───── Information given ─────

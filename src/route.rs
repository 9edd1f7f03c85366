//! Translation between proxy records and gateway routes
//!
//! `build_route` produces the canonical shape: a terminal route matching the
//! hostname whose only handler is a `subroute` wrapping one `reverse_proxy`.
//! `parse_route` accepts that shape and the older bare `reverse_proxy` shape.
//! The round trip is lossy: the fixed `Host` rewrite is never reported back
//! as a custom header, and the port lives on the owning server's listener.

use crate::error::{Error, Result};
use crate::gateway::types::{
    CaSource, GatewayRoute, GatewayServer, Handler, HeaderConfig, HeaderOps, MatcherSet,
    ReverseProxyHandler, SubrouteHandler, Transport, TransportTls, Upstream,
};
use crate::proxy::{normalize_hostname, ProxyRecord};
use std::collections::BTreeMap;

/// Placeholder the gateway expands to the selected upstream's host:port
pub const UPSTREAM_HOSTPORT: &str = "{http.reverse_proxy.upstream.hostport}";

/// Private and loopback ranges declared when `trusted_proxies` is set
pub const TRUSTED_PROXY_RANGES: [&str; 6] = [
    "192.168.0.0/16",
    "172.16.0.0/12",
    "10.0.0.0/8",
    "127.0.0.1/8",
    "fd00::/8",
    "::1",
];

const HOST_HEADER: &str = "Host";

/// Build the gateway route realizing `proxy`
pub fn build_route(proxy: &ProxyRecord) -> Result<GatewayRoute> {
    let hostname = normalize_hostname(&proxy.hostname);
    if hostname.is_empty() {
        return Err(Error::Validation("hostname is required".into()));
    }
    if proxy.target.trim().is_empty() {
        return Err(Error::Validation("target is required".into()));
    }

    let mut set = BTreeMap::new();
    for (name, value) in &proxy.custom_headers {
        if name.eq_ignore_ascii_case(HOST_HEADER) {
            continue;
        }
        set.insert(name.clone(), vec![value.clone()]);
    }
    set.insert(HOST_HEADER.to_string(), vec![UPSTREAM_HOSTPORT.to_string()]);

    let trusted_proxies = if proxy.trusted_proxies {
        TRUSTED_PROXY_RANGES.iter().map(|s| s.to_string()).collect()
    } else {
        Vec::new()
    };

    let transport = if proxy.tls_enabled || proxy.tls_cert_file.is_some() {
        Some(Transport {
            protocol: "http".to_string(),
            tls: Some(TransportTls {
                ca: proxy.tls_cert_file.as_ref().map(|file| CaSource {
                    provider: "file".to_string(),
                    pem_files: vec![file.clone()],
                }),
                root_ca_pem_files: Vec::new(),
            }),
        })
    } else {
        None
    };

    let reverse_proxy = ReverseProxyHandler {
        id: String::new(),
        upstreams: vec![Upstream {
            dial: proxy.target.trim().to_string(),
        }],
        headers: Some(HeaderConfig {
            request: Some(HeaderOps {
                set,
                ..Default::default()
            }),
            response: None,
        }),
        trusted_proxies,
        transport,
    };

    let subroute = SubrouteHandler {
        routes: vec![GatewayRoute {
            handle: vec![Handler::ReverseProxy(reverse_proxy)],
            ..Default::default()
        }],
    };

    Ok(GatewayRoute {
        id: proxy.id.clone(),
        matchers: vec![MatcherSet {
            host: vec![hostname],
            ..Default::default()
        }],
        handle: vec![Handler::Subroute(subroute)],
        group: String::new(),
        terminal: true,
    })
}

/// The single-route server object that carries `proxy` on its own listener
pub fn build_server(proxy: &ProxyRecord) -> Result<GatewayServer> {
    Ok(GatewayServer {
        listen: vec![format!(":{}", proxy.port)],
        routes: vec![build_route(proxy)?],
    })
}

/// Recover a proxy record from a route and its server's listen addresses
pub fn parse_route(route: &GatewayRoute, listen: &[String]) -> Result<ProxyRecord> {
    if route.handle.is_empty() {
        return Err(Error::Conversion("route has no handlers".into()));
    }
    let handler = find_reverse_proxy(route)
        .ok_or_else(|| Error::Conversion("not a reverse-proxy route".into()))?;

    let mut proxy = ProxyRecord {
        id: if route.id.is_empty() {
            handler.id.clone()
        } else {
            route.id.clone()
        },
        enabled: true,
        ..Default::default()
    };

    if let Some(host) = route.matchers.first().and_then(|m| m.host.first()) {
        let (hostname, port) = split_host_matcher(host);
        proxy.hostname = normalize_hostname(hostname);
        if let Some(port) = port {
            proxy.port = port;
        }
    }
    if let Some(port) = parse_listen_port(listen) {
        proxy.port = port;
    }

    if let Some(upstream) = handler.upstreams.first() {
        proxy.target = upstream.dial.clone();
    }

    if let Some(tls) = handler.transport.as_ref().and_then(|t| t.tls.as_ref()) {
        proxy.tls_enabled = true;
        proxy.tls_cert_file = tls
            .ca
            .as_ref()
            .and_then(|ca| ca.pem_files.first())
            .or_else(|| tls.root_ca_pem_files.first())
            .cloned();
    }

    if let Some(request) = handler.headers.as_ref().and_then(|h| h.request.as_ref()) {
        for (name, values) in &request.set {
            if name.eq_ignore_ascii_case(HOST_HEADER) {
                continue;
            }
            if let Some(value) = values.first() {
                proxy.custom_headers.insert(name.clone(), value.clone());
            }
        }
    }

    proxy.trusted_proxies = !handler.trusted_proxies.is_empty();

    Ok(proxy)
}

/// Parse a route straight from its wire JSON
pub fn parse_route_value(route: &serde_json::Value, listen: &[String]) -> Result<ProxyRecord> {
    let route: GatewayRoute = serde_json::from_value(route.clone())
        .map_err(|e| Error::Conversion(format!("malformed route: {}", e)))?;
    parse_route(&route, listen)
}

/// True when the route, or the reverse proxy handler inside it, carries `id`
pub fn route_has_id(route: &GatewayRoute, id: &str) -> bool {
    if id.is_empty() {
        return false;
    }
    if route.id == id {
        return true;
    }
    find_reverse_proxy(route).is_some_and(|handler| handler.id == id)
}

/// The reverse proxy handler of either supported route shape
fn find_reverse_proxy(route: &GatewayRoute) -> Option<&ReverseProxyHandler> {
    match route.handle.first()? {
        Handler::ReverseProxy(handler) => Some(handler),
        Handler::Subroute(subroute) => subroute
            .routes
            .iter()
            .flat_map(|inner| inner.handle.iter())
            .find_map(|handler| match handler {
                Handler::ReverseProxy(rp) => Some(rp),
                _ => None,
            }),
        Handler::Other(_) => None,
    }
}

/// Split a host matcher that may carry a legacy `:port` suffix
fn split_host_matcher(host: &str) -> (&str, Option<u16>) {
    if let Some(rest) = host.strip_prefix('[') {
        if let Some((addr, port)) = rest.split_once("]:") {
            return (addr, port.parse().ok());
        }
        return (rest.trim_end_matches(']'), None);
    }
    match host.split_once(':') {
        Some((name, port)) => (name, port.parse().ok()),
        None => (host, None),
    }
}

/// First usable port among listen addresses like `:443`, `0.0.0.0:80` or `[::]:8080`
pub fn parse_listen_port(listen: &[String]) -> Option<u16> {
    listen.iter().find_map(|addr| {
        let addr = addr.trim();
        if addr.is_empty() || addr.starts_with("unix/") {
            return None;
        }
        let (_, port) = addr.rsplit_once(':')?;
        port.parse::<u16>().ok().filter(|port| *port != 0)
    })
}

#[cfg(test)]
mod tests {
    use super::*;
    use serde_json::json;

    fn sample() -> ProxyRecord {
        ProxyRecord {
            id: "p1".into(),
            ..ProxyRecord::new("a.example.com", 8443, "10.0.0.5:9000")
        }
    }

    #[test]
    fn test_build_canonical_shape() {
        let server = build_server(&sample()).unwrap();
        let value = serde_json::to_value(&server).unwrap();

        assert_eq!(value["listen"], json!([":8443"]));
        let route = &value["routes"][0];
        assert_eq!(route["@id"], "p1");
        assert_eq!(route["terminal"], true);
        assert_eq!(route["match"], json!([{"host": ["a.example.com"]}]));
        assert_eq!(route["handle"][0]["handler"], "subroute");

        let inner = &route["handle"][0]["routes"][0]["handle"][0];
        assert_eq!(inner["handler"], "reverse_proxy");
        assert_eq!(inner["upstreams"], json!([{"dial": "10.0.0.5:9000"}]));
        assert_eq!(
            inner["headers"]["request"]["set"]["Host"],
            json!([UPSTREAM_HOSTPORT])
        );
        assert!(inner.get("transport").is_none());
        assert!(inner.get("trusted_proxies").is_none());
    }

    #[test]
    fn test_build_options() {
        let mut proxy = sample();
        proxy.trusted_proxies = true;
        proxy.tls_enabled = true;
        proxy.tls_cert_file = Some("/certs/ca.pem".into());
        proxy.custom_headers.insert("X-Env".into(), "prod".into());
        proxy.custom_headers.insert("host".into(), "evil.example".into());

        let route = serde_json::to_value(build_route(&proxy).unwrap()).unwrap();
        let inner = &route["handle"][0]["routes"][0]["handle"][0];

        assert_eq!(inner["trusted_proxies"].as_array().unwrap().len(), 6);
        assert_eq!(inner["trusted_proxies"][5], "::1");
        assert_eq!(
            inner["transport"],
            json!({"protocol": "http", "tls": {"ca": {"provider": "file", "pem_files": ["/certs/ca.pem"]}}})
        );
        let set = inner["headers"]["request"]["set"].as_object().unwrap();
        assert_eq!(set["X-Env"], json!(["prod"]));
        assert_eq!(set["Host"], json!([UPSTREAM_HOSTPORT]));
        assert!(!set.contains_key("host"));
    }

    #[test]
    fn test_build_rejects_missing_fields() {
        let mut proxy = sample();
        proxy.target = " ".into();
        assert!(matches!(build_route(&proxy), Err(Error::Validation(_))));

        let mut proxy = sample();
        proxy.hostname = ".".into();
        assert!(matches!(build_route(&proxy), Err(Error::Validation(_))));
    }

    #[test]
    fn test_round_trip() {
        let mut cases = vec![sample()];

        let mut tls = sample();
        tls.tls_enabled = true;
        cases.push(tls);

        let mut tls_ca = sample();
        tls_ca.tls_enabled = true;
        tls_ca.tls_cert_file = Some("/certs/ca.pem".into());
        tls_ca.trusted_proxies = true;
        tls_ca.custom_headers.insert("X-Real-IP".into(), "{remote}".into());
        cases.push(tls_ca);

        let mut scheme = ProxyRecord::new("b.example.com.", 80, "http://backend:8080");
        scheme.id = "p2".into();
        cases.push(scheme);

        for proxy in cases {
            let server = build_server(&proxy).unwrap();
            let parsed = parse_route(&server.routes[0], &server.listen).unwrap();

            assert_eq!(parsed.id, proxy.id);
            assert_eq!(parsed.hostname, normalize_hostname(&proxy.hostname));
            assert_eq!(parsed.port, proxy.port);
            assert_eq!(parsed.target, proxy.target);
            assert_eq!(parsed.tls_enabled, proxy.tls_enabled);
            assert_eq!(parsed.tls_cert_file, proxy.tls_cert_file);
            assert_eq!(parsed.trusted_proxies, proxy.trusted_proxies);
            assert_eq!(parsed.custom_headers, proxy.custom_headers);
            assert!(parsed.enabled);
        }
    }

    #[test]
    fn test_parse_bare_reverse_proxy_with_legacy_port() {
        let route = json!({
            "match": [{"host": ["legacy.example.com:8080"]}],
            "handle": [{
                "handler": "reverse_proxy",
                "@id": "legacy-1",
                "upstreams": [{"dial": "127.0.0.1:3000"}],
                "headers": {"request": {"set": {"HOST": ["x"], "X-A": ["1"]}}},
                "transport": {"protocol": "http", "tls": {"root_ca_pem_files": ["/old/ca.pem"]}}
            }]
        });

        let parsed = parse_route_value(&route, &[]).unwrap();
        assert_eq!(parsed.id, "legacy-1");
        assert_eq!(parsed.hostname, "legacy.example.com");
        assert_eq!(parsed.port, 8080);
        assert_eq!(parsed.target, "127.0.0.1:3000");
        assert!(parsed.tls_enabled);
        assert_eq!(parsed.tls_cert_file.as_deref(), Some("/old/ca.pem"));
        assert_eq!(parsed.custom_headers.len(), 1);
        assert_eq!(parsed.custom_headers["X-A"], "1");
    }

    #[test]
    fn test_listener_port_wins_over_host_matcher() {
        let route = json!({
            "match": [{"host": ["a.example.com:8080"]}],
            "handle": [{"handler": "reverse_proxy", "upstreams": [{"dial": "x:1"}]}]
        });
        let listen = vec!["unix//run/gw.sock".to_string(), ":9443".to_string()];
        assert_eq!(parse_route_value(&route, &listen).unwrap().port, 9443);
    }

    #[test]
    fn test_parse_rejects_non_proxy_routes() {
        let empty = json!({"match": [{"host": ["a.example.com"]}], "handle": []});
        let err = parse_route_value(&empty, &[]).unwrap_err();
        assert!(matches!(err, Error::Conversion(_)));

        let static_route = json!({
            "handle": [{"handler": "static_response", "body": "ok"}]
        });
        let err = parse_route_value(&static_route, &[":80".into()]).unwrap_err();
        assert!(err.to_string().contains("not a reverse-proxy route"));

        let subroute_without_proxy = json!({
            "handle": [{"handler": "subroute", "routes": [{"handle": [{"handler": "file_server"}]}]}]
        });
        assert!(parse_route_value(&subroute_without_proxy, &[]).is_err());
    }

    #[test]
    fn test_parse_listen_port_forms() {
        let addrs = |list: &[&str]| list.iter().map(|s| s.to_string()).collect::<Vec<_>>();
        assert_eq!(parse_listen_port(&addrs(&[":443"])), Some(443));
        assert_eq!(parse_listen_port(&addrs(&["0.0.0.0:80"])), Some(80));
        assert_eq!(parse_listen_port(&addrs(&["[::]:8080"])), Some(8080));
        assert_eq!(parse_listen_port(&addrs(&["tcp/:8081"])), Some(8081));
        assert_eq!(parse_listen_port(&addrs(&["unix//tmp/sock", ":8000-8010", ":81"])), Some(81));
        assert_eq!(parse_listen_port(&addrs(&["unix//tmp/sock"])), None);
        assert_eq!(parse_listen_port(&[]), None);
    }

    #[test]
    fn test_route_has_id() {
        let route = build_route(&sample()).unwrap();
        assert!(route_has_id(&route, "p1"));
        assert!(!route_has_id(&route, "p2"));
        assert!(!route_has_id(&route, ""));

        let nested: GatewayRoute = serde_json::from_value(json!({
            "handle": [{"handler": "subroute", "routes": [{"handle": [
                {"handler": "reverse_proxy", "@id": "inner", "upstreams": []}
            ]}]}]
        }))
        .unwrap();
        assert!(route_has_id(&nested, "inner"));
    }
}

─────

The expected answer is a copy of each line in the records that holds the word "addresses".

__Exercise output__.
/// Recover a proxy record from a route and its server's listen addresses
/// First usable port among listen addresses like `:443`, `0.0.0.0:80` or `[::]:8080`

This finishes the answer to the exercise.